We were heading to Ella’s surprise birthday party, which Preston had organised. I’d laughed when Jo told me what he was doing because, for one, I didn’t believe for one second Jo would be able to keep it a secret. Likewise, I’d laughed at Preston still being crazy loved-up. I loved Jo more than any previous day that had passed, but it was no longer about grand gestures. These days, a snuggle on the sofa, which ideally ended with me planted between her legs, was as romantic as we got. At the end of the day, it worked.
If she wanted huge gestures, I could give them to her, but she seemed more than happy with living the life we were given.
Once we were on the road to the party, I took Jo’s hand, smiled and kissed her palm.
She grinned in response before turning her eyes back to the road a fraction before I did.
Within that moment, her face constricted in horror and she screamed out, “Watch out!” Twisting my head sharply to the road, I slammed on the brakes at the same time I threw my left arm out to protect Jo. I felt her body hit against my arm as we swerved. Screeching tyres filled the air, mingling with Jo’s coarse scream. Spinning out, I attempted to right the car, getting us back on track. From my peripheral, I knew it was too late; we were going to slam into the tree. Bracing for impact, I threw myself in front of Jo as much as my seatbelt would allow, grabbing hold of her. Above everything, I needed to protect her and the baby.
Chapter Seventeen
Jo
The putrid scent of burnt butter filled the air, the tell-tale sign of burnt oil. Heaviness sat on my chest, making it difficult to breathe. It took a few seconds to register the weight was Liam. A dull pounding ricocheted through my head and I grunted in pain.
“Liam.” He shifted a fraction, causing a flood of relief to settle through my body. Immediately, tears sprung to my eyes knowing he was alive. “Liam, you’re squashing me. I need you to move.”
Groaning, he slowly pulled away. Blood trickled down the top of his head, dripping down his face. “Shit. Jo, are you okay?”
“Yeah.” I sighed around a sniff.
“The baby?”
Reflexively, my hands covered my stomach. At seven months pregnant, my tummy was taut, filled with our growing child. “I don’t know. I’m not in pain, so good, I think. My head’s killing, though.”
“Shit, you’re bleeding.”
“Where?” I touched my face and a smear of red came away and painted my hand. “I think it’s yours.”

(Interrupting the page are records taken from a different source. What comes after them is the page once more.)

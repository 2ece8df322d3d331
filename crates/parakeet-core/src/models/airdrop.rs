//! Quote-tweet airdrop registrations.
//!
//! An airdrop is registered against a tweet id; quote tweets of it are
//! validated by the mentions lane (model verdict with a follower-count
//! fallback) until the per-airdrop limit is exhausted.

use std::collections::HashMap;

use serde::{Deserialize, Serialize};
use utoipa::ToSchema;
use validator::Validate;

/// Cache key (unnamespaced) holding the map of active airdrops.
pub const ACTIVE_AIRDROPS_KEY: &str = "ACTIVEAIRDROPS";

#[derive(Debug, Clone, Serialize, Deserialize, Validate, ToSchema)]
pub struct AirdropRegistration {
    #[validate(length(min = 1))]
    pub tweet_id: String,
    /// Maximum number of quote tweets rewarded.
    #[validate(range(min = 1))]
    pub limit: u32,
    /// Prompt given to the model to judge whether a quote tweet qualifies.
    #[validate(length(min = 1))]
    pub validator_prompt: String,
    /// Fallback: reward anyway when the author has at least this many followers.
    #[serde(default)]
    pub min_followers_count: u64,
}

/// An airdrop in progress: its registration plus how many rewards were sent.
#[derive(Debug, Clone, Serialize, Deserialize)]
pub struct ActiveAirdrop {
    pub metadata: AirdropRegistration,
    #[serde(default)]
    pub count: u32,
}

impl ActiveAirdrop {
    pub fn new(metadata: AirdropRegistration) -> Self {
        Self { metadata, count: 0 }
    }

    pub fn is_exhausted(&self) -> bool {
        self.count >= self.metadata.limit
    }
}

/// The cached map is keyed by the registered tweet id.
pub type ActiveAirdrops = HashMap<String, ActiveAirdrop>;
//! Tweet-body field extraction for the tool lanes.
//!
//! Tool tweets carry their parameters inline ("amount 1.5", "target token
//! mint <mint>"); these helpers pull the value following a marker.

/// The text after `marker`, up to the end of the line.
pub fn field_after(text: &str, marker: &str) -> Option<String> {
    let (_, rest) = text.split_once(marker)?;
    let value = rest.trim_start().lines().next()?.trim();
    if value.is_empty() {
        None
    } else {
        Some(value.to_string())
    }
}

/// The single whitespace-delimited token after `marker`.
pub fn word_after(text: &str, marker: &str) -> Option<String> {
    let (_, rest) = text.split_once(marker)?;
    rest.split_whitespace().next().map(str::to_string)
}

/// Comma-separated values after `marker` (rest of the text).
pub fn list_after(text: &str, marker: &str) -> Option<Vec<String>> {
    let (_, rest) = text.split_once(marker)?;
    let items: Vec<String> = rest
        .split(',')
        .map(|item| item.trim().to_string())
        .filter(|item| !item.is_empty())
        .collect();
    if items.is_empty() {
        None
    } else {
        Some(items)
    }
}

#[cfg(test)]
mod tests {
    use super::*;

    #[test]
    fn test_field_after_stops_at_newline() {
        let text = "swap request\namount 1.5\nslippage 0.3";
        assert_eq!(field_after(text, "amount").as_deref(), Some("1.5"));
        assert_eq!(field_after(text, "slippage").as_deref(), Some("0.3"));
    }

    #[test]
    fn test_field_after_missing_marker() {
        assert_eq!(field_after("no fields here", "amount"), None);
    }

    #[test]
    fn test_word_after_takes_single_token() {
        let text = "target token mint So11111111111111111111111111111111111111112 please";
        assert_eq!(
            word_after(text, "target token mint").as_deref(),
            Some("So11111111111111111111111111111111111111112")
        );
    }

    #[test]
    fn test_list_after_splits_and_trims() {
        let text = "send to the following users: addr1, addr2 ,addr3";
        assert_eq!(
            list_after(text, "to the following users:"),
            Some(vec![
                "addr1".to_string(),
                "addr2".to_string(),
                "addr3".to_string()
            ])
        );
    }

    #[test]
    fn test_list_after_empty_tail() {
        assert_eq!(list_after("to the following users: ", "to the following users:"), None);
    }
}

Sitting back fully, Liam unstrapped his belt and then mine before forcing open his door. It looked like we’d hit the tree with the driver’s side of the car, near the rear, which was a relief. He came to my side quickly and helped me out. On trembling legs, my feet touched the asphalt and I sighed in relief.
We were so lucky. I couldn’t even begin to navigate through the what-ifs.
When I’d spotted someone walking out on the road just a few metres ahead of us, my heart had constricted in fear. I looked around, wondering what had happened to the man, hoping desperately Liam was able to avoid him. “Where’s the guy who stepped into the road?”
Liam, holding my hand, glanced around. There was a small crowd gathering and a couple of people rushing our way from their now-parked cars. “I have no idea.” Turning his back toward me, he asked, “Did you see who it was?”
Confused, I shook my head. “No. I saw it was a man, but it was too dark.” His frown became more pronounced. “Why? What are you thinking?” My voice shook at the end. I needed to sit down before I collapsed or something equally as embarrassing. The last thing I needed was an over-the-top rescue of the pregnant woman passing out.
“I think it was David.”
“I need to sit down.” Liam reacted immediately. Walking me over to a small wall, he ushered me to sit while he spoke to a couple of the people who came over to help. I heard someone say they’d called for the police and ambulance.
I knew Liam thought I was losing my shit. And I was. But red-hot rage that the scumbag David could have caused this, which would no way have been an accident, pounded through my body, pushing charged emotions through my veins. I’d refused to live in fear many years ago. The thing was, I was beyond pissed with myself more than anything. After I received that letter all those months ago and discovered he’d been hanging around, I was on edge. While I tucked the news of his disappearance away in a deep crevice in my mind, I was forever vigilant. He made me afraid, which I hated.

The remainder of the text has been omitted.